Population displacement resulting from sectarian violence continues, imposing burdens on provincial governments and some neighboring states and increasing the danger of destabilizing influences spreading across Iraq’s borders over the next six to 12 months.The polarization of communities is most evident in Baghdad, where the Shia are a clear majority in more than half of all neighborhoods and Sunni areas have become surrounded by predominately Shia districts. Where population displacements have led to significant sectarian separation, conflict levels have diminished to some extent because warring communities find it more difficult to penetrate communal enclaves.

The IC assesses that Iraq’s neighbors will continue to focus on improving their leverage in Iraq in anticipation of a Coalition drawdown.

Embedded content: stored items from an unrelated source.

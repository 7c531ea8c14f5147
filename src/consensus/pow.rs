//! Proof of work
//!
//! A proof `p'` is valid against the previous proof `p` when
//! `sha256("{p}{p'}")` starts with [`DIFFICULTY`] zero hex digits.

use std::sync::atomic::{AtomicBool, Ordering};

use crate::crypto::hash_bytes;

/// Number of leading `'0'` hex characters a valid proof digest must have
pub const DIFFICULTY: usize = 4;

/// How many candidates are tried between stop-flag checks
const STOP_CHECK_INTERVAL: u64 = 4096;

/// Check whether `proof` is valid against `last_proof`
pub fn valid_proof(last_proof: u64, proof: u64) -> bool {
    let guess = format!("{}{}", last_proof, proof);
    hash_bytes(guess.as_bytes()).leading_zero_nibbles() >= DIFFICULTY
}

/// Find the smallest valid proof for `last_proof`.
///
/// Runs until a proof is found. Use [`search`] when the caller needs to be
/// able to abandon the search.
pub fn proof_of_work(last_proof: u64) -> u64 {
    let never = AtomicBool::new(false);
    // The u64 space is never exhausted in practice; fall back to the last
    // candidate so the signature stays infallible.
    search(last_proof, &never).unwrap_or(u64::MAX)
}

/// Cancellable brute-force search.
///
/// Enumerates candidates from 0 upwards and returns the first valid one, or
/// `None` once `stop` is raised or the candidate space is exhausted.
pub fn search(last_proof: u64, stop: &AtomicBool) -> Option<u64> {
    search_until(last_proof, || stop.load(Ordering::Relaxed))
}

/// Like [`search`], polling `cancelled` every few thousand candidates
pub fn search_until(last_proof: u64, mut cancelled: impl FnMut() -> bool) -> Option<u64> {
    let mut proof = 0u64;
    loop {
        if proof % STOP_CHECK_INTERVAL == 0 && cancelled() {
            return None;
        }

        if valid_proof(last_proof, proof) {
            return Some(proof);
        }

        proof = proof.checked_add(1)?;
    }
}
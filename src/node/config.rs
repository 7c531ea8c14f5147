//! Node configuration

use std::net::SocketAddr;
use std::time::Duration;

use thiserror::Error;

use crate::p2p::{PeerError, DEFAULT_MAX_RESPONSE_BYTES, DEFAULT_PEER_TIMEOUT};

/// Default HTTP listen address
pub const DEFAULT_LISTEN_ADDR: &str = "0.0.0.0:5000";

/// Configuration errors
#[derive(Debug, Error)]
pub enum ConfigError {
    #[error("peer_timeout must be greater than zero")]
    ZeroPeerTimeout,
    #[error("max_peer_response_bytes must be greater than zero")]
    ZeroResponseCap,
    #[error("{0} must be greater than zero when set")]
    ZeroInterval(&'static str),
    #[error("node_id must not be empty")]
    EmptyNodeId,
    #[error(transparent)]
    Peer(#[from] PeerError),
}

/// Runtime settings for one node
#[derive(Debug, Clone)]
pub struct NodeConfig {
    /// Address the HTTP server binds to
    pub listen_addr: SocketAddr,
    /// Identifier credited with mining rewards; random when unset
    pub node_id: Option<String>,
    /// Peers registered at startup
    pub peers: Vec<String>,
    /// Deadline for fetching one peer's chain
    pub peer_timeout: Duration,
    /// Largest `/chain` body accepted from a peer
    pub max_peer_response_bytes: usize,
    /// Upper bound on a single mining request
    pub mining_timeout: Option<Duration>,
    /// Run conflict resolution on this period
    pub resolve_interval: Option<Duration>,
}

impl NodeConfig {
    /// Reject settings that would make the node unusable
    pub fn validate(&self) -> Result<(), ConfigError> {
        if self.peer_timeout.is_zero() {
            return Err(ConfigError::ZeroPeerTimeout);
        }
        if self.max_peer_response_bytes == 0 {
            return Err(ConfigError::ZeroResponseCap);
        }
        if self.mining_timeout.is_some_and(|t| t.is_zero()) {
            return Err(ConfigError::ZeroInterval("mining_timeout"));
        }
        if self.resolve_interval.is_some_and(|t| t.is_zero()) {
            return Err(ConfigError::ZeroInterval("resolve_interval"));
        }
        if self.node_id.as_deref().is_some_and(|id| id.trim().is_empty()) {
            return Err(ConfigError::EmptyNodeId);
        }
        Ok(())
    }

    /// The configured node identifier, or a freshly generated one
    pub fn node_id_or_random(&self) -> String {
        self.node_id.clone().unwrap_or_else(generate_node_id)
    }
}

impl Default for NodeConfig {
    fn default() -> Self {
        Self {
            listen_addr: SocketAddr::from(([0, 0, 0, 0], 5000)),
            node_id: None,
            peers: Vec::new(),
            peer_timeout: DEFAULT_PEER_TIMEOUT,
            max_peer_response_bytes: DEFAULT_MAX_RESPONSE_BYTES,
            mining_timeout: None,
            resolve_interval: None,
        }
    }
}

/// Random 128-bit node identifier rendered as 32 hex characters
pub fn generate_node_id() -> String {
    let bytes: [u8; 16] = rand::random();
    hex::encode(bytes)
}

Assistance to armed groups, especially from Iran, exacerbates the violence inside Iraq, and the reluctance of the Sunni states that are generally supportive of US regional goals to offer support to the Iraqi Government probably bolsters Iraqi Sunni Arabs’ rejection of the government’s legitimacy.

  • Over the next year Tehran, concerned about a Sunni reemergence in Iraq and US effortsto limit Iranian influence, will continue to provide funding, weaponry, and training to Iraqi Shia militants. Iran has been intensifying aspects of its lethal support for select groups of Iraqi Shia militants, particularly the JAM, since at least the beginning of 2006. Explosively formed penetrator (EFP) attacks have risen dramatically.

  • Syria has cracked down on some Sunni extremist groups attempting to infiltrate fighters into Iraq through Syria because of threats they pose to Syrian stability, but the IC now assesses that Damascus is providing support to non-AQI groups inside Iraq in a bid to increase Syrian influence.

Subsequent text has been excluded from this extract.